Legislators “may appeal to their own moral convictions and to claims about social utility to reshape the law as they think it should be in the future,” Gorsuch said. But “judges should do none of these things in a democratic society.”
Instead, they should use “text, structure and history” to understand what the law is, “not to decide cases based on their own moral convictions or the policy consequences they believe might serve society best.”
Two recent studies have identified Gorsuch as the federal judge on Trump’s list of potential nominees most in tune with Scalia. And liberal Justice Elena Kagan is among many who have praised Gorsuch’s lucid and occasionally lyrical writing style.
But those who know him say he lacks Scalia’s combustible, combative style.
“He has very strong opinions, but he just treats people well in every context,” said Melissa Hart, a University of Colorado law professor. She is a Democrat who clerked for Justice John Paul Stevens, who retired in 2010.
[Trump makes his pick, but it’s still Anthony Kennedy’s Supreme Court]
Gorsuch was born in Colorado and lives outside Boulder with his wife, Louise, and two daughters.
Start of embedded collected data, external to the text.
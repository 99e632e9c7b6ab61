// src/infra/paths.rs — Project-local path layout
//
// Everything lives under ./promptprobe/ in the current project, unless
// PROMPTPROBE_HOME points somewhere else.

use std::path::{Path, PathBuf};

/// Returns the PROMPTPROBE_HOME override, if set.
fn promptprobe_home() -> Option<PathBuf> {
    std::env::var_os("PROMPTPROBE_HOME").map(PathBuf::from)
}

/// Root directory: $PROMPTPROBE_HOME or ./promptprobe
pub fn home_dir() -> PathBuf {
    promptprobe_home().unwrap_or_else(|| PathBuf::from("promptprobe"))
}

/// Config file path
pub fn config_file_path() -> PathBuf {
    home_dir().join("config.toml")
}

/// Suite definitions: one directory per suite
pub fn default_test_dir() -> PathBuf {
    home_dir().join("tests")
}

/// Run logs: one directory per suite, one file per run
pub fn default_test_runs_dir() -> PathBuf {
    home_dir().join("test_runs")
}

/// Directory holding a single suite's prompt and assertions.
pub fn suite_dir(test_dir: &Path, name: &str) -> PathBuf {
    test_dir.join(name)
}

/// Log file for one run of a suite, named after the local start time.
pub fn run_log_path(
    test_runs_dir: &Path,
    suite: &str,
    started_at: &chrono::DateTime<chrono::Local>,
) -> PathBuf {
    test_runs_dir
        .join(suite)
        .join(format!("{}.txt", started_at.format("%Y-%m-%d_%H-%M-%S")))
}

/// Ensure the suite and run-log directories exist.
pub async fn ensure_dirs(test_dir: &Path, test_runs_dir: &Path) -> anyhow::Result<()> {
    for dir in [test_dir, test_runs_dir] {
        tokio::fs::create_dir_all(dir).await?;
    }
    Ok(())
}
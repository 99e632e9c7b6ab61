// src/main.rs — promptprobe entry point

use clap::Parser;

use promptprobe::cli::{self, Cli, Commands};
use promptprobe::infra::config::Config;
use promptprobe::infra::logger;

#[tokio::main]
async fn main() {
    // Initialize logging (respects RUST_LOG / PROMPTPROBE_LOG)
    logger::init_logging("warn");

    if let Err(e) = run().await {
        eprintln!("error: {e}");
        std::process::exit(1);
    }
}

async fn run() -> anyhow::Result<()> {
    let cli = Cli::parse();

    // Load config (falls back to defaults if no config.toml)
    let config = if let Some(ref path) = cli.config {
        Config::load_from(std::path::Path::new(path))?
    } else {
        Config::load()?
    };

    match cli.command {
        Commands::Init => cli::init::run_init(&config).await,
        Commands::Generate { name, toml } => {
            cli::init::run_generate(&config, &name, toml).await?;
            Ok(())
        }
        Commands::List => cli::init::run_list(&config),
        Commands::Run(args) => cli::run::run_suite(&config, &args).await,
        Commands::Deploy { name } => cli::remote::run_deploy(&config, &name).await,
        Commands::RunProd {
            prompt,
            test,
            start_date,
            end_date,
        } => cli::remote::run_prod(&config, &prompt, &test, start_date, end_date).await,
    }
}
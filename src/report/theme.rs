// src/report/theme.rs — Colors for console reports

use std::io::IsTerminal;

use crossterm::style::{Color, Stylize};

use crate::evaluator::Outcome;

/// Report palette.
pub struct Theme;

impl Theme {
    pub const HEADER: Color = Color::Cyan;
    pub const PASS: Color = Color::Rgb { r: 80, g: 200, b: 120 };
    pub const FAIL: Color = Color::Rgb { r: 230, g: 80, b: 80 };
    pub const ERROR: Color = Color::Rgb { r: 230, g: 200, b: 60 };
    /// All-errored cases, kept apart from ordinary errors.
    pub const NO_VERDICT: Color = Color::Magenta;
    pub const DIM: Color = Color::Rgb { r: 120, g: 120, b: 140 };

    pub fn outcome(outcome: Outcome) -> Color {
        match outcome {
            Outcome::Passed => Theme::PASS,
            Outcome::Failed => Theme::FAIL,
            Outcome::Errored => Theme::ERROR,
        }
    }
}

/// Applies the theme, or passes text through untouched for files and pipes.
#[derive(Debug, Clone, Copy, PartialEq, Eq)]
pub struct Painter {
    enabled: bool,
}

impl Painter {
    pub fn plain() -> Self {
        Self { enabled: false }
    }

    pub fn colored() -> Self {
        Self { enabled: true }
    }

    /// Color when stdout is a terminal and NO_COLOR is unset.
    pub fn for_stdout() -> Self {
        Self {
            enabled: std::io::stdout().is_terminal() && std::env::var_os("NO_COLOR").is_none(),
        }
    }

    pub fn paint(&self, text: &str, color: Color) -> String {
        if self.enabled {
            text.with(color).to_string()
        } else {
            text.to_string()
        }
    }

    pub fn bold(&self, text: &str, color: Color) -> String {
        if self.enabled {
            text.with(color).bold().to_string()
        } else {
            text.to_string()
        }
    }

    pub fn outcome(&self, outcome: Outcome) -> String {
        self.bold(&outcome.to_string(), Theme::outcome(outcome))
    }
}

#[cfg(test)]
mod tests {
    use super::*;

    #[test]
    fn test_plain_painter_is_identity() {
        let p = Painter::plain();
        assert_eq!(p.paint("hello", Theme::HEADER), "hello");
        assert_eq!(p.outcome(Outcome::Failed), "FAILED");
    }

    #[test]
    fn test_colored_painter_emits_ansi() {
        let s = Painter::colored().paint("hello", Theme::PASS);
        assert!(s.contains("\u{1b}["));
        assert!(s.contains("hello"));
    }
}
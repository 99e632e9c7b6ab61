// src/evaluator/text.rs — String matchers (equals, contains, starts/ends with)

use async_trait::async_trait;

use super::{EvalContext, EvalResult, Evaluator};
use crate::infra::errors::ProbeError;

#[derive(Debug, Clone, PartialEq)]
pub enum MatchKind {
    Equals(String),
    Contains(String),
    ContainsAll(Vec<String>),
    ContainsAny(Vec<String>),
    ContainsNone(Vec<String>),
    StartsWith(String),
    EndsWith(String),
}

impl MatchKind {
    pub fn name(&self) -> &'static str {
        match self {
            MatchKind::Equals(_) => "equals",
            MatchKind::Contains(_) => "contains",
            MatchKind::ContainsAll(_) => "contains_all",
            MatchKind::ContainsAny(_) => "contains_any",
            MatchKind::ContainsNone(_) => "contains_none",
            MatchKind::StartsWith(_) => "starts_with",
            MatchKind::EndsWith(_) => "ends_with",
        }
    }
}

/// Case-insensitive by default: both sides are lower-cased before comparing.
#[derive(Debug, Clone)]
pub struct TextMatch {
    kind: MatchKind,
    case_sensitive: bool,
}

impl TextMatch {
    pub fn new(kind: MatchKind) -> Self {
        Self {
            kind,
            case_sensitive: false,
        }
    }

    pub fn equals(expected: impl Into<String>) -> Self {
        Self::new(MatchKind::Equals(expected.into()))
    }

    pub fn contains(keyword: impl Into<String>) -> Self {
        Self::new(MatchKind::Contains(keyword.into()))
    }

    pub fn contains_all<S: Into<String>>(keywords: impl IntoIterator<Item = S>) -> Self {
        Self::new(MatchKind::ContainsAll(collect(keywords)))
    }

    pub fn contains_any<S: Into<String>>(keywords: impl IntoIterator<Item = S>) -> Self {
        Self::new(MatchKind::ContainsAny(collect(keywords)))
    }

    pub fn contains_none<S: Into<String>>(keywords: impl IntoIterator<Item = S>) -> Self {
        Self::new(MatchKind::ContainsNone(collect(keywords)))
    }

    pub fn starts_with(prefix: impl Into<String>) -> Self {
        Self::new(MatchKind::StartsWith(prefix.into()))
    }

    pub fn ends_with(suffix: impl Into<String>) -> Self {
        Self::new(MatchKind::EndsWith(suffix.into()))
    }

    pub fn case_sensitive(mut self, case_sensitive: bool) -> Self {
        self.case_sensitive = case_sensitive;
        self
    }

    pub fn kind(&self) -> &MatchKind {
        &self.kind
    }

    fn fold(&self, s: &str) -> String {
        if self.case_sensitive {
            s.to_string()
        } else {
            s.to_lowercase()
        }
    }

    /// Synchronous core of `evaluate`; string matching never fails.
    pub fn check(&self, output: &str) -> EvalResult {
        let output = self.fold(output);
        match &self.kind {
            MatchKind::Equals(expected) => {
                if output == self.fold(expected) {
                    EvalResult::pass("output exactly matches expected output")
                } else {
                    EvalResult::fail("output does not exactly match expected output")
                }
            }
            MatchKind::Contains(keyword) => {
                let keyword = self.fold(keyword);
                if output.contains(&keyword) {
                    EvalResult::pass(format!("keyword {keyword} found in output"))
                } else {
                    EvalResult::fail(format!("keyword not found in output: {keyword}"))
                }
            }
            MatchKind::ContainsAll(keywords) => {
                let missing: Vec<String> = keywords
                    .iter()
                    .map(|k| self.fold(k))
                    .filter(|k| !output.contains(k.as_str()))
                    .collect();
                if missing.is_empty() {
                    EvalResult::pass(format!(
                        "{n}/{n} keywords found in output",
                        n = keywords.len()
                    ))
                } else {
                    EvalResult::fail(format!(
                        "keywords not found in output: {}",
                        missing.join(", ")
                    ))
                }
            }
            MatchKind::ContainsAny(keywords) | MatchKind::ContainsNone(keywords) => {
                let found: Vec<String> = keywords
                    .iter()
                    .map(|k| self.fold(k))
                    .filter(|k| output.contains(k.as_str()))
                    .collect();
                let any_found = !found.is_empty();
                let reason = if any_found {
                    format!(
                        "One or more keywords were found in output: {}",
                        found.join(", ")
                    )
                } else {
                    "No keywords found in output".to_string()
                };
                let passed = match self.kind {
                    MatchKind::ContainsAny(_) => any_found,
                    _ => !any_found,
                };
                EvalResult::from_verdict(passed, reason)
            }
            MatchKind::StartsWith(prefix) => {
                let prefix = self.fold(prefix);
                if output.starts_with(&prefix) {
                    EvalResult::pass(format!("output starts with {prefix}"))
                } else {
                    EvalResult::fail(format!("output does not start with {prefix}"))
                }
            }
            MatchKind::EndsWith(suffix) => {
                let suffix = self.fold(suffix);
                if output.ends_with(&suffix) {
                    EvalResult::pass(format!("output ends with {suffix}"))
                } else {
                    EvalResult::fail(format!("output does not end with {suffix}"))
                }
            }
        }
    }
}

fn collect<S: Into<String>>(keywords: impl IntoIterator<Item = S>) -> Vec<String> {
    keywords.into_iter().map(Into::into).collect()
}

#[async_trait]
impl Evaluator for TextMatch {
    fn name(&self) -> &str {
        self.kind.name()
    }

    async fn evaluate(&self, output: &str, _ctx: &EvalContext) -> Result<EvalResult, ProbeError> {
        Ok(self.check(output))
    }
}
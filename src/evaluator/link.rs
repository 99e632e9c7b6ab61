// src/evaluator/link.rs — Link detection and live link validation

use async_trait::async_trait;

use super::{EvalContext, EvalResult, Evaluator};
use crate::infra::errors::ProbeError;

const TRIM_LEADING: &[char] = &['(', '[', '<', '"', '\''];
const TRIM_TRAILING: &[char] = &['.', ',', ';', ':', '!', '?', ')', ']', '>', '"', '\''];

/// First URL-like token in `text`: something with a dot inside it, optionally
/// prefixed by a scheme or `www.`. Tokens containing `@` are never links.
pub fn find_link(text: &str) -> Option<&str> {
    text.split_whitespace()
        .filter(|token| !token.contains('@'))
        .map(|token| {
            token
                .trim_start_matches(TRIM_LEADING)
                .trim_end_matches(TRIM_TRAILING)
        })
        .find(|candidate| {
            let host_part = candidate
                .strip_prefix("https://")
                .or_else(|| candidate.strip_prefix("http://"))
                .unwrap_or(candidate);
            let host_part = host_part.strip_prefix("www.").unwrap_or(host_part);
            match host_part.find('.') {
                Some(dot) => dot > 0 && dot + 1 < host_part.len(),
                None => false,
            }
        })
}

/// Absolute URL for `link`, assuming `http://` when no scheme is given.
pub fn standardize_url(link: &str) -> Result<url::Url, url::ParseError> {
    let lower = link.to_ascii_lowercase();
    if lower.starts_with("http://") || lower.starts_with("https://") {
        url::Url::parse(link)
    } else {
        url::Url::parse(&format!("http://{link}"))
    }
}

#[derive(Debug, Clone, Copy, Default)]
pub struct ContainsLink;

#[async_trait]
impl Evaluator for ContainsLink {
    fn name(&self) -> &str {
        "contains_link"
    }

    async fn evaluate(&self, output: &str, _ctx: &EvalContext) -> Result<EvalResult, ProbeError> {
        Ok(match find_link(output) {
            Some(link) => EvalResult::pass(format!("Link {link} found in output")),
            None => EvalResult::fail("No link found in output"),
        })
    }
}

/// Finds a link and checks it answers a HEAD request with 200.
///
/// Unreachable hosts and non-200 statuses fail the check. Only a HEAD request
/// that outlives `link_timeout` is reported as an error.
#[derive(Debug, Clone, Copy, Default)]
pub struct ContainsValidLink;

#[async_trait]
impl Evaluator for ContainsValidLink {
    fn name(&self) -> &str {
        "contains_valid_link"
    }

    async fn evaluate(&self, output: &str, ctx: &EvalContext) -> Result<EvalResult, ProbeError> {
        let Some(link) = find_link(output) else {
            return Ok(EvalResult::fail("no link found in output"));
        };

        let url = match standardize_url(link) {
            Ok(url) => url,
            Err(e) => {
                return Ok(EvalResult::fail(format!(
                    "link {link} found in output but is not a valid URL: {e}"
                )))
            }
        };

        let request = ctx.http().head(url.clone()).send();
        let response = tokio::time::timeout(ctx.link_timeout, request)
            .await
            .map_err(|_| ProbeError::timeout(format!("HEAD {url}"), ctx.link_timeout))?;

        Ok(match response {
            Ok(resp) if resp.status() == reqwest::StatusCode::OK => {
                EvalResult::pass(format!("link {link} found in output and is valid"))
            }
            Ok(resp) => EvalResult::fail(format!(
                "link {link} found in output but is invalid (HTTP {})",
                resp.status().as_u16()
            )),
            Err(e) => {
                tracing::debug!(link, error = %e, "Link check request failed");
                EvalResult::fail(format!(
                    "link {link} found in output but is invalid ({e})"
                ))
            }
        })
    }
}
// src/remote/mod.rs — Remote dashboard client: production run triggers and suite deploys
//
// Nothing here feeds back into local statistics. A trigger asks the dashboard
// to replay recorded production traffic against deployed suites; response
// logging records prompt/response pairs that such replays draw from.

use serde::{Serialize, Serializer};

use crate::core::types::TestSuiteResult;
use crate::infra::config::RemoteConfig;
use crate::infra::errors::ProbeError;
use crate::suite::Suite;

pub const API_KEY_HEADER: &str = "promptprobe-api-key";
const TRIGGER_PATH: &str = "api/v1/testRun/trigger/byPromptSlug";
const DEPLOY_PATH: &str = "api/v1/testDeploy";
const LOG_RESPONSE_PATH: &str = "api/v1/savePromptAndResponse";

/// Which tests of a prompt to replay: all of them, or a named subset.
#[derive(Debug, Clone, PartialEq, Eq)]
pub enum TestSlugs {
    All,
    Only(Vec<String>),
}

impl TestSlugs {
    /// `"*"` selects everything; anything else is a comma-separated list.
    pub fn parse(raw: &str) -> Self {
        if raw.trim() == "*" {
            return TestSlugs::All;
        }
        TestSlugs::Only(
            raw.split(',')
                .map(str::trim)
                .filter(|s| !s.is_empty())
                .map(String::from)
                .collect(),
        )
    }
}

impl Serialize for TestSlugs {
    fn serialize<S: Serializer>(&self, serializer: S) -> Result<S::Ok, S::Error> {
        match self {
            TestSlugs::All => serializer.serialize_str("*"),
            TestSlugs::Only(slugs) => slugs.serialize(serializer),
        }
    }
}

#[derive(Debug, Clone)]
pub struct ProdRunRequest {
    pub prompt_slug: String,
    pub test_slugs: TestSlugs,
    pub start_date: Option<String>,
    pub end_date: Option<String>,
}

#[derive(Serialize)]
struct TriggerPayload<'a> {
    source: &'static str,
    #[serde(skip_serializing_if = "Option::is_none")]
    start_date: Option<&'a str>,
    #[serde(skip_serializing_if = "Option::is_none")]
    end_date: Option<&'a str>,
    prompt_tests: [PromptTests<'a>; 1],
}

#[derive(Serialize)]
struct PromptTests<'a> {
    prompt_slug: &'a str,
    test_slugs: &'a TestSlugs,
}

/// One model call to record on the dashboard.
#[derive(Debug, Clone)]
pub struct PromptResponseRecord {
    pub prompt_slug: String,
    pub prompt: String,
    pub response: String,
    pub model: String,
    pub response_time_ms: Option<u64>,
    pub context: Option<serde_json::Value>,
}

#[derive(Serialize)]
struct LogPayload<'a> {
    prompt_slug: &'a str,
    prompt_data: PromptText<'a>,
    language_model_id: &'a str,
    completion: &'a str,
    #[serde(skip_serializing_if = "Option::is_none")]
    response_time: Option<u64>,
    #[serde(skip_serializing_if = "Option::is_none")]
    context: Option<&'a serde_json::Value>,
}

#[derive(Serialize)]
struct PromptText<'a> {
    text: &'a str,
}

#[derive(Serialize)]
struct DeployMetadata<'a> {
    test_slug: &'a str,
    test_data: &'a [crate::core::types::TestCase],
}

pub struct RemoteClient {
    base_url: String,
    api_key: String,
    client: reqwest::Client,
}

impl RemoteClient {
    pub fn new(base_url: &str, api_key: impl Into<String>) -> Self {
        Self {
            base_url: base_url.trim_end_matches('/').to_string(),
            api_key: api_key.into(),
            client: reqwest::Client::new(),
        }
    }

    pub fn from_config(config: &RemoteConfig) -> Result<Self, ProbeError> {
        let api_key = config.resolved_api_key().ok_or_else(|| {
            ProbeError::Config(
                "No remote API key. Set PROMPTPROBE_API_KEY or [remote].api_key in config.toml."
                    .into(),
            )
        })?;
        Ok(Self::new(&config.base_url, api_key))
    }

    fn url(&self, path: &str) -> String {
        format!("{}/{}", self.base_url, path)
    }

    async fn check(response: reqwest::Response) -> Result<(), ProbeError> {
        let status = response.status();
        if status.is_success() {
            return Ok(());
        }
        let body = response.text().await.unwrap_or_default();
        Err(ProbeError::Remote {
            status: status.as_u16(),
            body,
        })
    }

    /// Ask the dashboard to run deployed tests against production traffic.
    pub async fn trigger_prod_run(&self, request: &ProdRunRequest) -> Result<(), ProbeError> {
        let payload = TriggerPayload {
            source: "CLI",
            start_date: request.start_date.as_deref(),
            end_date: request.end_date.as_deref(),
            prompt_tests: [PromptTests {
                prompt_slug: &request.prompt_slug,
                test_slugs: &request.test_slugs,
            }],
        };
        tracing::debug!(
            prompt = %request.prompt_slug,
            tests = ?request.test_slugs,
            "Triggering production run"
        );

        let response = self
            .client
            .post(self.url(TRIGGER_PATH))
            .header(API_KEY_HEADER, &self.api_key)
            .json(&payload)
            .send()
            .await?;
        Self::check(response).await
    }

    /// Record one prompt/response pair under `prompt_slug`.
    pub async fn log_prompt_response(&self, record: &PromptResponseRecord) -> Result<(), ProbeError> {
        let payload = LogPayload {
            prompt_slug: &record.prompt_slug,
            prompt_data: PromptText {
                text: &record.prompt,
            },
            language_model_id: &record.model,
            completion: &record.response,
            response_time: record.response_time_ms,
            context: record.context.as_ref(),
        };
        let response = self
            .client
            .post(self.url(LOG_RESPONSE_PATH))
            .header(API_KEY_HEADER, &self.api_key)
            .json(&payload)
            .send()
            .await?;
        Self::check(response).await
    }

    /// Record every freshly obtained response of a run under the suite name.
    /// Reused shared responses are skipped so each model call is logged once.
    /// Returns the number of records sent.
    pub async fn log_run_responses(&self, result: &TestSuiteResult) -> Result<usize, ProbeError> {
        let mut sent = 0;
        for case in &result.results {
            for trial in case.trials.iter().filter(|t| !t.cached) {
                let Some(ref response) = trial.response else {
                    continue;
                };
                self.log_prompt_response(&PromptResponseRecord {
                    prompt_slug: result.suite.clone(),
                    prompt: trial.prompt.clone(),
                    response: response.clone(),
                    model: result.model.clone(),
                    response_time_ms: Some(trial.duration_ms),
                    context: Some(serde_json::json!({
                        "test": case.case.description,
                        "run_index": trial.run_index,
                    })),
                })
                .await?;
                sent += 1;
            }
        }
        tracing::info!(suite = %result.suite, sent, "Logged run responses");
        Ok(sent)
    }

    /// Upload a suite's raw assertions file plus per-test metadata.
    pub async fn deploy_suite(&self, suite: &Suite) -> Result<(), ProbeError> {
        let source = suite.source.as_ref().ok_or_else(|| {
            ProbeError::Config(format!(
                "Suite '{}' was not loaded from disk; nothing to deploy",
                suite.name
            ))
        })?;

        let metadata = serde_json::to_string(&DeployMetadata {
            test_slug: &suite.name,
            test_data: &suite.cases,
        })
        .map_err(|e| ProbeError::Other(e.into()))?;

        let file = reqwest::multipart::Part::bytes(source.raw.clone().into_bytes())
            .file_name(source.format.file_name())
            .mime_str("application/octet-stream")?;
        let json = reqwest::multipart::Part::text(metadata).mime_str("application/json")?;
        let form = reqwest::multipart::Form::new()
            .part("file", file)
            .part("json", json);

        let response = self
            .client
            .post(self.url(DEPLOY_PATH))
            .header(API_KEY_HEADER, &self.api_key)
            .multipart(form)
            .send()
            .await?;
        Self::check(response).await?;

        tracing::info!(suite = %suite.name, tests = suite.cases.len(), "Deployed suite");
        Ok(())
    }
}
He is a fan of outdoor sports — fly-fishing and rowing — and said in the speech at Case Western Reserve that he was skiing last February when he received a phone call with the news of Scalia’s death.
But he spent his formative years in Washington and graduated from Georgetown Prep. His mother, Anne Gorsuch Burford, was picked by President Ronald Reagan as the first woman to head the Environmental Protection Agency, where she had a short and rocky tenure.
After his Supreme Court clerkship, Gorsuch joined the D.C. law firm Kellogg Huber Hansen Todd Evans & Figel, where he developed a taste for litigation and eventually became a partner. He helped secure what his former law partner Hansen said was the largest antitrust award in history and won praise for his courtroom style.
Gorsuch did a short stint as a high-ranking official in the Justice Department and then was nominated by Bush to the appeals court. He sailed through on a voice vote in the full Senate and took his seat on the Denver-based court in August 2006.
Gorsuch has not ruled on the topic of abortion. But activists on both sides of the issue believe they know where he stands.
They point to language in his book “The Future of Assisted Suicide and Euthanasia,” in which he opines that “all human beings are intrinsically valuable and the intentional taking of human life by private persons is always wrong.”
Additionally, his rulings on behalf of those who challenged the Obamacare mandate that employee insurance coverage provide all approved contraceptives seemed instructive. He noted that would require the objecting businesses to “underwrite payments for drugs or devices that can have the effect of destroying a fertilized human egg.”
Gorsuch’s opinions favoring the owners of the Hobby Lobby craft stores and the nonprofit religious group Little Sisters of the Poor took the same sort of broad reading of the Religious Freedom Restoration Act as the Supreme Court’s conservative majority.
In Gorsuch’s words, the law “doesn’t just apply to protect popular religious beliefs: it does perhaps its most important work in protecting unpopular religious beliefs, vindicating this nation’s long-held aspiration to serve as a refuge of religious tolerance.”